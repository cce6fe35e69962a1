//! 页面渲染 - 基础设施层
//!
//! 页数用 lopdf 读取，单页渲染调用 poppler 的 `pdftoppm`

use std::path::{Path, PathBuf};

use async_trait::async_trait;
use tokio::process::Command;
use tracing::debug;

use crate::config::RenderQuality;
use crate::error::CapabilityError;

/// 采样偏移（从末尾数）
const SAMPLE_OFFSETS_FROM_END: [usize; 3] = [2, 4, 6];

/// 一张渲染好的页面
#[derive(Debug, Clone, PartialEq, Eq)]
pub struct PageImage {
    /// 从 1 开始
    pub page_number: usize,
    pub png: Vec<u8>,
}

/// 页面渲染能力
#[async_trait]
pub trait PageRenderer: Send + Sync {
    async fn page_count(&self, path: &Path) -> Result<usize, CapabilityError>;

    /// `page_number` 从 1 开始
    async fn render_page(&self, path: &Path, page_number: usize)
        -> Result<PageImage, CapabilityError>;
}

/// 分类用的页面选择策略，返回从 0 开始的页索引（升序）
///
/// 优先取倒数第 2、4、6 页；不足 `sample_count` 时退回最后 N 页
pub fn select_page_indices(total_pages: usize, sample_count: usize) -> Vec<usize> {
    let mut picked: Vec<usize> = SAMPLE_OFFSETS_FROM_END
        .iter()
        .filter_map(|offset| total_pages.checked_sub(*offset))
        .collect();

    if picked.len() < sample_count {
        picked = (total_pages.saturating_sub(sample_count)..total_pages).collect();
    }

    picked.sort_unstable();
    picked.dedup();
    picked
}

/// 同上，返回从 1 开始的页码
pub fn select_page_numbers(total_pages: usize, sample_count: usize) -> Vec<usize> {
    select_page_indices(total_pages, sample_count)
        .into_iter()
        .map(|i| i + 1)
        .collect()
}

/// 按选择策略渲染分类用的页面，按页码升序返回
pub async fn render_for_classification(
    renderer: &dyn PageRenderer,
    path: &Path,
    sample_count: usize,
) -> Result<Vec<PageImage>, CapabilityError> {
    let total = renderer.page_count(path).await?;
    if total == 0 {
        return Err(CapabilityError::InvalidOutput(format!(
            "PDF 没有页面: {}",
            path.display()
        )));
    }

    let pages = select_page_numbers(total, sample_count);
    debug!("共 {} 页，分类采样页码: {:?}", total, pages);

    let mut images = Vec::with_capacity(pages.len());
    for page_number in pages {
        images.push(renderer.render_page(path, page_number).await?);
    }
    Ok(images)
}

/// lopdf + pdftoppm
pub struct PdftoppmRenderer {
    quality: RenderQuality,
    program: String,
}

impl PdftoppmRenderer {
    pub fn new(quality: RenderQuality) -> Self {
        Self {
            quality,
            program: "pdftoppm".to_string(),
        }
    }

    fn tool_error(&self, message: impl Into<String>) -> CapabilityError {
        CapabilityError::Tool {
            tool: self.program.clone(),
            message: message.into(),
        }
    }
}

#[async_trait]
impl PageRenderer for PdftoppmRenderer {
    async fn page_count(&self, path: &Path) -> Result<usize, CapabilityError> {
        let path: PathBuf = path.to_path_buf();
        let pages = tokio::task::spawn_blocking(move || {
            lopdf::Document::load(&path)
                .map(|doc| doc.get_pages().len())
                .map_err(|e| format!("无法读取 PDF {}: {}", path.display(), e))
        })
        .await
        .map_err(|e| CapabilityError::Tool {
            tool: "lopdf".to_string(),
            message: e.to_string(),
        })?;

        pages.map_err(|message| CapabilityError::Tool {
            tool: "lopdf".to_string(),
            message,
        })
    }

    async fn render_page(
        &self,
        path: &Path,
        page_number: usize,
    ) -> Result<PageImage, CapabilityError> {
        let scratch = tempfile::tempdir().map_err(|e| self.tool_error(e.to_string()))?;
        let prefix = scratch.path().join("page");
        let page = page_number.to_string();

        let output = Command::new(&self.program)
            .arg("-png")
            .arg("-r")
            .arg(self.quality.dpi().to_string())
            .args(["-f", &page, "-l", &page, "-singlefile"])
            .arg(path)
            .arg(&prefix)
            .output()
            .await
            .map_err(|e| self.tool_error(format!("无法启动: {}", e)))?;

        if !output.status.success() {
            return Err(self.tool_error(format!(
                "第 {} 页渲染失败: {}",
                page_number,
                String::from_utf8_lossy(&output.stderr).trim()
            )));
        }

        let png_path = prefix.with_extension("png");
        let png = tokio::fs::read(&png_path)
            .await
            .map_err(|e| self.tool_error(format!("读取 {} 失败: {}", png_path.display(), e)))?;

        Ok(PageImage { page_number, png })
    }
}

#[cfg(test)]
mod tests {
    use super::*;
    use std::sync::Mutex;

    #[test]
    fn test_ten_pages_pick_even_offsets_from_end() {
        assert_eq!(select_page_indices(10, 3), vec![4, 6, 8]);
        assert_eq!(select_page_numbers(10, 3), vec![5, 7, 9]);
    }

    #[test]
    fn test_short_document_falls_back_to_last_pages() {
        assert_eq!(select_page_indices(2, 3), vec![0, 1]);
        assert_eq!(select_page_numbers(2, 3), vec![1, 2]);
        assert_eq!(select_page_indices(1, 3), vec![0]);
        // 6 页时偏移 2、4、6 都可用
        assert_eq!(select_page_indices(6, 3), vec![0, 2, 4]);
        // 5 页时只有两个偏移可用，退回最后 3 页
        assert_eq!(select_page_indices(5, 3), vec![2, 3, 4]);
    }

    struct FakeRenderer {
        pages: usize,
        rendered: Mutex<Vec<usize>>,
    }

    #[async_trait]
    impl PageRenderer for FakeRenderer {
        async fn page_count(&self, _path: &Path) -> Result<usize, CapabilityError> {
            Ok(self.pages)
        }

        async fn render_page(
            &self,
            _path: &Path,
            page_number: usize,
        ) -> Result<PageImage, CapabilityError> {
            self.rendered.lock().unwrap().push(page_number);
            Ok(PageImage {
                page_number,
                png: vec![0x89],
            })
        }
    }

    #[tokio::test]
    async fn test_render_for_classification_in_ascending_order() {
        let renderer = FakeRenderer {
            pages: 12,
            rendered: Mutex::new(Vec::new()),
        };
        let images = render_for_classification(&renderer, Path::new("paper.pdf"), 3)
            .await
            .unwrap();

        let numbers: Vec<usize> = images.iter().map(|i| i.page_number).collect();
        assert_eq!(numbers, vec![7, 9, 11]);
        assert_eq!(*renderer.rendered.lock().unwrap(), vec![7, 9, 11]);
    }

    #[tokio::test]
    async fn test_empty_pdf_is_rejected() {
        let renderer = FakeRenderer {
            pages: 0,
            rendered: Mutex::new(Vec::new()),
        };
        assert!(render_for_classification(&renderer, Path::new("x.pdf"), 3)
            .await
            .is_err());
    }
}
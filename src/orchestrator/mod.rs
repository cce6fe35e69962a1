//! 编排层（Orchestration Layer）
//!
//! ## 职责
//!
//! 本层负责阶段推进、并发调度和结果汇总，是整个系统的"指挥中心"。
//!
//! ## 模块划分
//!
//! ### `pipeline` - 流水线控制器
//! - 按顺序执行分类、上传、枚举、提取，并在每个阶段结束时落盘产物
//! - 控制并发数量（Semaphore）
//! - 持有远程文件句柄，负责最终清理
//!
//! ### `aggregator` - 结果汇总
//! - 收集每道题的结局，按题目序号排序
//! - 生成最终的 `ProcessedDocument`
//!
//! ## 层次关系
//!
//! ```text
//! pipeline (处理一对试卷 / 答案)
//!     ↓
//! workflow::QuestionFlow (处理单个题目)
//!     ↓
//! services (能力层：分类 / 枚举 / 提取 / 文件 / warn)
//!     ↓
//! infrastructure (基础设施：LLM、渲染、LaTeX、远程存储)
//! ```

pub mod aggregator;
pub mod pipeline;

// 重新导出主要类型
pub use aggregator::{counts_as_failure, DocumentHeader, ItemReport, ResultAggregator};
pub use pipeline::{CancelSignal, Capabilities, Pipeline, PipelineStage};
------------------------------------------------
TASK OBJECTIVE>
Look over the records above and filter for each line with the word "PathBuf".

YOUR RESPONSE>
use std::path::{Path, PathBuf};
        let path: PathBuf = path.to_path_buf();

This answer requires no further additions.